As previously noted, composite goods are classified as if they consisted of the material or component which gives them their essential character. The terms of competing subheadings 6307 and 4202, suggest that the term "traveling bags," an exemplar listed in heading 4202, more specifically describes the waist bag with retractable strap than the term "Other made up articles...." Regarding essential character analysis, Explanatory Note VIII to GRI 3(b) states:

The factor which determines essential character will vary as between different kinds of goods. It may, for example, be determined by the nature of the material or component, its bulk, quantity, weight or value, or by the role of a constituent material in relation to the use of the goods.

The waist bag is the component of greatest bulk, weight, and value. Its ability to contain and carry personal effects, whether or not the retractable strap is in use, further indicates that the bag is the component which imparts the essential character of the larger waist bag. The larger waist bag is thus classified under heading 4202,
specifically in subheading 4202.92.3031, HTSUSA. The imported merchandise, however, consists of two separate waist bags, each of which is classifiable under the same tariff provision. When considered together, the two bags do not constitute a composite good because each component is of a kind that would normally be offered for sale in separate parts. (See HQ 958308, dated November 7, 1995, in which a novelty bag was classified in subheading 4202.92.3020, HTSUSA; and NY B88483, dated August 20, 1997, in which a "Dog Leash Bag" was classified in subheading 4202.92.3030, HTSUSA.)

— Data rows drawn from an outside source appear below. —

use std::{
    collections::VecDeque,
    fs,
    io,
    path::Path,
};

use log::warn;

use super::{Command, InputSource};

/// Commands replayed from a text script. Blank lines and lines starting with
/// `#` are skipped; every other character is one command.
#[derive(Clone, Debug, Default)]
pub struct ScriptedInput {
    commands: VecDeque<Command>,
}

impl ScriptedInput {
    pub fn from_file<P: AsRef<Path>>(path: P) -> io::Result<Self> {
        let script = fs::read_to_string(path)?;
        Ok(Self::parse(&script))
    }

    pub fn parse(script: &str) -> Self {
        let mut commands = VecDeque::new();
        for line in script.lines() {
            let line = line.trim();
            if line.is_empty() || line.starts_with('#') {
                continue;
            }
            for c in line.chars().filter(|c| !c.is_whitespace()) {
                match Command::from_char(c) {
                    Some(command) => commands.push_back(command),
                    None => warn!("unknown key in script: {c:?}"),
                }
            }
        }
        Self { commands }
    }

    pub fn remaining(&self) -> usize {
        self.commands.len()
    }

    pub fn is_exhausted(&self) -> bool {
        self.commands.is_empty()
    }
}

impl InputSource for ScriptedInput {
    fn next_command(&mut self) -> Option<Command> {
        self.commands.pop_front()
    }
}

#[cfg(test)]
mod tests {
    use super::*;
    use crate::map::Direction;

    #[test]
    fn comments_and_unknown_keys_are_skipped() {
        let mut script = ScriptedInput::parse("# opening\n1\n\n> > ?t\n");
        assert_eq!(script.remaining(), 4);
        assert_eq!(script.next_command(), Some(Command::Select(1)));
        assert_eq!(script.next_command(), Some(Command::Move(Direction::East)));
        assert_eq!(script.next_command(), Some(Command::Move(Direction::East)));
        assert_eq!(script.next_command(), Some(Command::Take));
        assert_eq!(script.next_command(), None);
        assert!(script.is_exhausted());
    }
}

With respect to whether the two bags put up together may be classified as a set, Explanatory Note X to GRI 3(b) provides, in pertinent part, the following guidance:

For the purposes of this Rule, the term “goods put up in sets for retail sale” shall be taken to mean goods which:

(a) consist of at least two articles which are, prima facie, classifiable in different headings. Therefore, for example, six fondue forks cannot be regarded as a set within the meaning of this Rule;

(b) consist of products or articles put up together to meet a particular need or carry out a specific activity; and

(c) are put up in a manner suitable for sale directly to users without repacking (e.g., in boxes or cases or on boards).

Each of the bags is classifiable not only in the same heading, but also in the same subheading. As such, they are similar to the example of the six fondue forks provided in "(a)" above and cannot be regarded as a set. Since the bags are designed to both carry personal effects and join a young child to a parent they do not meet a particular need or carry out a specific activity, and fail to satisfy criterion "(b)." The two bags do not constitute "goods put up in sets for retail sale." Each bag is separately classified in subheading 4202.92.3031, HTSUSA.

HOLDING:

The merchandise identified as the "O' Pair" and consisting of two novelty waist bags is classified in the provision found applicable to each of the waist bags separately, that being, subheading 4202.92.3031, HTSUSA, textile category 670, which
provides for “Trunks...traveling bags...: Other: With outer surface of sheeting of plastic or of textile materials: Travel, sports and similar bags: With outer surface of textile materials: Other, Other: Of man-made fibers: Other." The general column one duty rate is 18.3 percent ad valorem.

NY E80038, dated April 13, 1999, is hereby affirmed.

The designated textile and apparel category may be subdivided into parts. If so, visa and quota requirements applicable to the subject merchandise may be affected. Since part categories are the result of international bilateral agreements which are subject to frequent renegotiations and changes, to obtain the most current information available, we suggest that you check, close to the time of shipment, the Status Report On Current Import Quotas (Restraint Levels), an internal issuance of the U.S. Customs Service, which is available for inspection at your local Customs office.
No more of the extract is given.